Can you return the records below exactly as they stand, but only from the first line through the one with "at UTC midnight"?

** Opening PROVIDED INFORMATION block **

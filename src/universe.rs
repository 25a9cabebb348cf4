// =============================================================================
// Universe Scheduler — daily symbol refresh at UTC midnight
// =============================================================================

use std::sync::Arc;
use std::time::Duration;

use anyhow::{Context, Result};
use chrono::{DateTime, Utc};
use tokio_util::sync::CancellationToken;
use tracing::{error, info};

use crate::bybit::MarketRest;
use crate::market_data::{SymbolRegistry, SyncOutcome};

const DAY: Duration = Duration::from_secs(24 * 60 * 60);

/// Time left until the next 00:00 UTC strictly after `now`.
pub fn until_next_utc_midnight(now: DateTime<Utc>) -> Duration {
    let next = now
        .date_naive()
        .succ_opt()
        .and_then(|d| d.and_hms_opt(0, 0, 0))
        .map(|naive| naive.and_utc());
    match next {
        Some(next) => (next - now).to_std().unwrap_or(DAY),
        None => DAY,
    }
}

pub struct UniverseScheduler {
    rest: Arc<dyn MarketRest>,
    registry: Arc<SymbolRegistry>,
    timeout: Duration,
}

impl UniverseScheduler {
    pub fn new(rest: Arc<dyn MarketRest>, registry: Arc<SymbolRegistry>, timeout: Duration) -> Self {
        Self {
            rest,
            registry,
            timeout,
        }
    }

    /// Fetch the tradable symbols and sync them into the registry.
    pub async fn refresh(&self) -> Result<SyncOutcome> {
        let symbols = tokio::time::timeout(self.timeout, self.rest.tradable_symbols())
            .await
            .context("symbol list request timed out")??;
        let fetched = symbols.len();
        let outcome = self.registry.sync_from(symbols);
        info!(
            fetched,
            tracked = self.registry.count(),
            changed = matches!(outcome, SyncOutcome::Changed { .. }),
            "symbol universe refreshed"
        );
        Ok(outcome)
    }

    /// Refresh at every UTC midnight until cancelled.  A failed refresh is
    /// logged and the next tick still runs.
    pub async fn run_daily(&self, cancel: CancellationToken) {
        self.run_from(until_next_utc_midnight(Utc::now()), cancel).await
    }

    /// First refresh after `first`, then one every 24h.
    async fn run_from(&self, first: Duration, cancel: CancellationToken) {
        info!(next_in_secs = first.as_secs(), "daily universe refresh scheduled");

        tokio::select! {
            _ = cancel.cancelled() => return,
            _ = tokio::time::sleep(first) => {}
        }

        let mut ticker = tokio::time::interval(DAY);
        loop {
            tokio::select! {
                _ = cancel.cancelled() => return,
                _ = ticker.tick() => {}
            }
            if let Err(e) = self.refresh().await {
                error!(error = %e, "daily universe refresh failed");
            }
        }
    }
}

// ---------------------------------------------------------------------------
// Tests
// ---------------------------------------------------------------------------

#[cfg(test)]
mod tests {
    use super::*;
    use anyhow::bail;
    use async_trait::async_trait;
    use chrono::TimeZone;
    use parking_lot::Mutex;
    use std::collections::VecDeque;
    use tokio::time::Instant;

    use crate::types::Kline;

    struct ScriptedRest {
        responses: Mutex<VecDeque<Result<Vec<String>>>>,
        calls: Mutex<Vec<Instant>>,
    }

    impl ScriptedRest {
        fn new(responses: Vec<Result<Vec<String>>>) -> Self {
            Self {
                responses: Mutex::new(responses.into()),
                calls: Mutex::new(Vec::new()),
            }
        }

        fn calls(&self) -> Vec<Instant> {
            self.calls.lock().clone()
        }
    }

    #[async_trait]
    impl MarketRest for ScriptedRest {
        async fn tradable_symbols(&self) -> Result<Vec<String>> {
            self.calls.lock().push(Instant::now());
            match self.responses.lock().pop_front() {
                Some(r) => r,
                None => bail!("no scripted response"),
            }
        }

        async fn klines(
            &self,
            _: &str,
            _: &str,
            _: &str,
            _: DateTime<Utc>,
            _: DateTime<Utc>,
        ) -> Result<Vec<Kline>> {
            Ok(Vec::new())
        }
    }

    fn names(list: &[&str]) -> Vec<String> {
        list.iter().map(|s| s.to_string()).collect()
    }

    #[test]
    fn midnight_is_computed_in_utc() {
        let now = Utc.with_ymd_and_hms(2024, 3, 10, 22, 30, 0).unwrap();
        assert_eq!(until_next_utc_midnight(now), Duration::from_secs(90 * 60));

        let at_midnight = Utc.with_ymd_and_hms(2024, 12, 31, 0, 0, 0).unwrap();
        assert_eq!(until_next_utc_midnight(at_midnight), DAY);
    }

    #[tokio::test]
    async fn refresh_syncs_registry_and_survives_errors() {
        let rest = Arc::new(ScriptedRest::new(vec![
            Ok(names(&["BTCUSDT", "ETHUSDT"])),
            Err(anyhow::anyhow!("timeout")),
            Ok(names(&["ETHUSDT", "BTCUSDT"])),
            Ok(names(&["BTCUSDT", "SOLUSDT"])),
        ]));
        let registry = Arc::new(SymbolRegistry::new("1"));
        let scheduler = UniverseScheduler::new(rest, registry.clone(), Duration::from_secs(1));

        assert!(matches!(scheduler.refresh().await.unwrap(), SyncOutcome::Changed { .. }));
        assert!(scheduler.refresh().await.is_err());
        assert_eq!(registry.count(), 2);

        let generation = registry.generation();
        assert_eq!(scheduler.refresh().await.unwrap(), SyncOutcome::Unchanged);
        assert_eq!(registry.generation(), generation);

        assert_eq!(
            scheduler.refresh().await.unwrap(),
            SyncOutcome::Changed {
                added: names(&["SOLUSDT"]),
                removed: names(&["ETHUSDT"]),
            }
        );
        assert!(registry.contains("SOLUSDT"));
    }

    #[tokio::test]
    async fn run_daily_stops_on_cancel() {
        let rest = Arc::new(ScriptedRest::new(Vec::new()));
        let registry = Arc::new(SymbolRegistry::new("1"));
        let scheduler = UniverseScheduler::new(rest, registry, Duration::from_secs(1));

        let cancel = CancellationToken::new();
        cancel.cancel();
        tokio::time::timeout(Duration::from_secs(1), scheduler.run_daily(cancel))
            .await
            .expect("run_daily ignored cancellation");
    }

    #[tokio::test(start_paused = true)]
    async fn daily_refresh_fires_at_midnight_and_survives_a_failed_day() {
        let rest = Arc::new(ScriptedRest::new(vec![
            Ok(names(&["BTCUSDT", "ETHUSDT"])),
            Err(anyhow::anyhow!("bybit unavailable")),
            Ok(names(&["BTCUSDT", "SOLUSDT"])),
        ]));
        let registry = Arc::new(SymbolRegistry::new("1"));
        let scheduler = Arc::new(UniverseScheduler::new(
            rest.clone(),
            registry.clone(),
            Duration::from_secs(1),
        ));
        let to_midnight = Duration::from_secs(90 * 60);
        let started = Instant::now();

        let cancel = CancellationToken::new();
        let task = tokio::spawn({
            let scheduler = scheduler.clone();
            let cancel = cancel.clone();
            async move { scheduler.run_from(to_midnight, cancel).await }
        });

        tokio::time::sleep(to_midnight - Duration::from_secs(1)).await;
        assert!(rest.calls().is_empty());

        tokio::time::sleep(Duration::from_secs(2)).await;
        assert_eq!(rest.calls().len(), 1);
        assert_eq!(registry.count(), 2);

        // Second midnight: the request fails, the registry is untouched.
        tokio::time::sleep(DAY).await;
        assert_eq!(rest.calls().len(), 2);
        assert!(registry.contains("ETHUSDT"));

        tokio::time::sleep(DAY).await;
        let calls = rest.calls();
        assert_eq!(calls.len(), 3);
        assert!(registry.contains("SOLUSDT"));
        assert!(!registry.contains("ETHUSDT"));

        // The paused clock lands on timer ticks, so allow a millisecond or so.
        let near = |actual: Duration, expected: Duration| {
            actual.max(expected) - actual.min(expected) < Duration::from_millis(5)
        };
        assert!(near(calls[0] - started, to_midnight));
        assert!(near(calls[1] - calls[0], DAY));
        assert!(near(calls[2] - calls[1], DAY));

        cancel.cancel();
        task.await.unwrap();
    }
}
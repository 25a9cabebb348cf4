use std::collections::HashMap;
use std::sync::Arc;

use parking_lot::{Mutex, RwLock};

use crate::types::Kline;

// ---------------------------------------------------------------------------
// KlineStore -- append-only candle history per symbol
// ---------------------------------------------------------------------------

type Shard = Arc<Mutex<Vec<Kline>>>;

/// Thread-safe in-memory candle history keyed by symbol.
///
/// The outer `RwLock` only guards shard existence; appends take the shard's
/// own mutex, so writers for different symbols never wait on each other.
/// Nothing is deduplicated or evicted here -- the database owns uniqueness.
pub struct KlineStore {
    shards: RwLock<HashMap<String, Shard>>,
}

impl KlineStore {
    pub fn new() -> Self {
        Self {
            shards: RwLock::new(HashMap::new()),
        }
    }

    /// Append `kline` to the history of `symbol`, creating the shard on first
    /// use.
    pub fn add(&self, symbol: &str, kline: Kline) {
        let shard = self.shard(symbol);
        shard.lock().push(kline);
    }

    fn shard(&self, symbol: &str) -> Shard {
        if let Some(shard) = self.shards.read().get(symbol) {
            return shard.clone();
        }

        // Another writer may have created it between the two locks.
        let mut map = self.shards.write();
        map.entry(symbol.to_string())
            .or_insert_with(|| Arc::new(Mutex::new(Vec::new())))
            .clone()
    }

    /// Copy of the history for `symbol` (empty if unseen).
    pub fn get_by_symbol(&self, symbol: &str) -> Vec<Kline> {
        let shard = self.shards.read().get(symbol).cloned();
        match shard {
            Some(shard) => shard.lock().clone(),
            None => Vec::new(),
        }
    }

    /// Copy of every symbol's history.
    pub fn get_all(&self) -> HashMap<String, Vec<Kline>> {
        let map = self.shards.read();
        map.iter()
            .map(|(symbol, shard)| (symbol.clone(), shard.lock().clone()))
            .collect()
    }

    /// Total number of candles across all symbols.
    pub fn count_all(&self) -> usize {
        let map = self.shards.read();
        map.values().map(|shard| shard.lock().len()).sum()
    }

    /// Number of symbols with at least one stored candle.
    pub fn symbol_count(&self) -> usize {
        self.shards.read().len()
    }
}

impl Default for KlineStore {
    fn default() -> Self {
        Self::new()
    }
}

// ---------------------------------------------------------------------------
// Tests
// ---------------------------------------------------------------------------
use serde::{Deserialize, Serialize};
use std::fmt;

/// Opaque handle to a runtime object, issued by a provider
///
/// Two handles compare equal exactly when they identify the same object.
#[derive(Debug, Clone, Copy, PartialEq, Eq, Hash, PartialOrd, Ord, Serialize, Deserialize)]
pub struct ObjectId(pub u64);

impl fmt::Display for ObjectId {
    fn fmt(&self, f: &mut fmt::Formatter<'_>) -> fmt::Result {
        write!(f, "obj#{}", self.0)
    }
}

/// Reference to a type as it appears in an MRO or subclass list
#[derive(Debug, Clone, PartialEq, Eq, Hash, Serialize, Deserialize)]
pub struct TypeRef {
    /// Dotted name of the declaring module
    pub module: String,

    /// Qualified name inside the module (`Outer.Inner`)
    pub qualname: String,

    /// Handle, when the provider knows the type
    pub object: Option<ObjectId>,
}

impl TypeRef {
    pub fn new(module: impl Into<String>, qualname: impl Into<String>) -> Self {
        Self {
            module: module.into(),
            qualname: qualname.into(),
            object: None,
        }
    }

    pub fn with_object(mut self, object: ObjectId) -> Self {
        self.object = Some(object);
        self
    }

    /// `module.qualname`
    pub fn dotted(&self) -> String {
        format!("{}.{}", self.module, self.qualname)
    }

    /// Same type by name, ignoring the handle
    pub fn same_name(&self, other: &TypeRef) -> bool {
        self.module == other.module && self.qualname == other.qualname
    }
}

impl fmt::Display for TypeRef {
    fn fmt(&self, f: &mut fmt::Formatter<'_>) -> fmt::Result {
        write!(f, "{}.{}", self.module, self.qualname)
    }
}
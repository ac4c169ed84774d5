//! Error and warning types for docgraph operations.
//!
//! Fatal conditions are returned as [`DocError`] through [`Result<T>`].
//! Conditions that only degrade the output are reported as [`DocWarning`],
//! collected on the [`Context`](crate::Context) and logged.

use docgraph_reflect_api::ReflectError;
use std::fmt;
use std::path::PathBuf;
use thiserror::Error;

/// Result type alias for docgraph operations.
pub type Result<T> = std::result::Result<T, DocError>;

/// Fatal errors that abort a construction or link call.
#[derive(Error, Debug)]
pub enum DocError {
    /// The reflection provider failed
    #[error("Reflection error: {0}")]
    Reflect(#[from] ReflectError),

    /// Reading configuration or enumerating directories failed
    #[error("IO error at {path}: {source}")]
    Io {
        /// Path being accessed
        path: PathBuf,
        /// Underlying error
        #[source]
        source: std::io::Error,
    },

    /// An override value is neither a removal marker nor docstring text
    #[error("__pdoc__ dict values must be strings or False, found {found} for key '{key}' in module '{module}'")]
    InvalidOverride {
        /// Module declaring the override
        module: String,
        /// Dotted member path
        key: String,
        /// Type of the rejected value
        found: String,
    },

    /// The class ancestry graph contains a cycle
    #[error("Cyclic inheritance among classes: {}", .classes.join(", "))]
    CyclicInheritance {
        /// Refnames of every class that could not be ordered
        classes: Vec<String>,
    },

    /// Invalid configuration
    #[error("Configuration error: {message}")]
    Config {
        /// Description of the problem
        message: String,
    },

    /// An operation that needs a module got another kind of entity
    #[error("Not a module: {refname}")]
    NotAModule {
        /// Refname of the offending entity
        refname: String,
    },

    /// Serialization/deserialization error
    #[error("Serialization error: {message}")]
    Serialization {
        /// Error details
        message: String,
        /// Underlying error
        #[source]
        source: Option<serde_json::Error>,
    },
}

impl DocError {
    /// Create a configuration error.
    pub fn config(message: impl Into<String>) -> Self {
        Self::Config {
            message: message.into(),
        }
    }

    /// Create a serialization error from a JSON error.
    pub fn serialization(message: impl Into<String>, source: serde_json::Error) -> Self {
        Self::Serialization {
            message: message.into(),
            source: Some(source),
        }
    }
}

/// Non-fatal conditions collected while building and linking.
#[derive(Debug, Clone, PartialEq, Eq)]
pub enum DocWarning {
    /// An export-list entry names nothing in the module
    MissingExport {
        /// Module refname
        module: String,
        /// Missing member name
        name: String,
    },

    /// Source could not be parsed; variable docstrings skipped
    UnparsableSource {
        /// Refname of the module or class
        refname: String,
        /// Why the source was unusable
        reason: String,
    },

    /// An override key resolves to nothing
    UnknownOverride {
        /// Module refname
        module: String,
        /// Dotted member path
        key: String,
    },

    /// `None` used as a removal marker
    DeprecatedNullOverride {
        /// Module refname
        module: String,
        /// Dotted member path
        key: String,
    },

    /// Linking was requested for an already linked module
    AlreadyLinked {
        /// Module refname
        module: String,
    },
}

impl fmt::Display for DocWarning {
    fn fmt(&self, f: &mut fmt::Formatter<'_>) -> fmt::Result {
        match self {
            DocWarning::MissingExport { module, name } => write!(
                f,
                "Module {} doesn't contain identifier `{}` exported in `__all__`",
                module, name
            ),
            DocWarning::UnparsableSource { refname, reason } => write!(
                f,
                "Couldn't get/parse source of '{}': {}",
                refname, reason
            ),
            DocWarning::UnknownOverride { module, key } => write!(
                f,
                "__pdoc__-overriden key {:?} does not exist in module {:?}",
                key, module
            ),
            DocWarning::DeprecatedNullOverride { module, key } => write!(
                f,
                "Setting `__pdoc__[key] = None` is deprecated; use `__pdoc__[key] = False` \
                 (key: {:?}, module: {:?})",
                key, module
            ),
            DocWarning::AlreadyLinked { module } => {
                write!(f, "Module {} inheritance already linked", module)
            }
        }
    }
}
mod class;
mod member;
mod namespace;
mod object;
mod overrides;
mod signature;

pub use class::ClassInfo;
pub use member::{is_public, MemberInfo, MemberKind, RoutineDecorator};
pub use namespace::NamespaceInfo;
pub use object::{ObjectId, TypeRef};
pub use overrides::OverrideValue;
pub use signature::{ParamKind, Parameter, Signature};
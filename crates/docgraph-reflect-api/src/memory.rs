//! In-memory reflection provider.
//!
//! Used by tests and by embedders that already hold program structure in
//! memory. Objects are added with builder methods; handles are indices into
//! an internal arena, with handle 0 reserved for `builtins.object`.

use crate::entities::{
    ClassInfo, MemberInfo, MemberKind, NamespaceInfo, ObjectId, OverrideValue, RoutineDecorator,
    Signature, TypeRef,
};
use crate::errors::{ReflectError, ReflectResult};
use crate::mro::c3_linearize;
use crate::traits::ReflectionProvider;
use std::collections::HashMap;

#[derive(Debug, Clone)]
struct MemoryObject {
    name: String,
    qualname: String,
    module: String,
    docstring: Option<String>,
    source: Option<String>,
    signature: Option<Signature>,
    is_async: bool,
    kind: ObjectKind,
}

#[derive(Debug, Clone)]
enum ObjectKind {
    Module(ModuleRecord),
    Class(ClassRecord),
    Routine(RoutineDecorator),
    Property { getter: ObjectId },
    Data,
}

#[derive(Debug, Clone, Default)]
struct ModuleRecord {
    members: Vec<(String, ObjectId)>,
    exports: Option<Vec<String>>,
    is_package: bool,
    is_namespace: bool,
    overrides: Vec<(String, OverrideValue)>,
    submodules: Vec<String>,
}

#[derive(Debug, Clone, Default)]
struct ClassRecord {
    bases: Vec<ObjectId>,
    members: Vec<(String, ObjectId)>,
    mro: Option<Vec<ObjectId>>,
    slots: Vec<String>,
    init_docstring: Option<String>,
    init_signature: Option<Signature>,
}

/// Reflection provider backed by in-memory descriptions
///
/// The `add_*` builders panic when handed a handle of the wrong kind (a
/// class where a module is expected and the like).
#[derive(Debug, Clone)]
pub struct MemoryProvider {
    objects: Vec<MemoryObject>,
    modules: HashMap<String, ObjectId>,
}

impl Default for MemoryProvider {
    fn default() -> Self {
        Self::new()
    }
}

** Closing PROVIDED INFORMATION block **

» **OUTPUT FOR THIS TASK**:
filename src/universe.rs
repository 25a9cabebb348cf4
// =============================================================================
// Universe Scheduler — daily symbol refresh at UTC midnight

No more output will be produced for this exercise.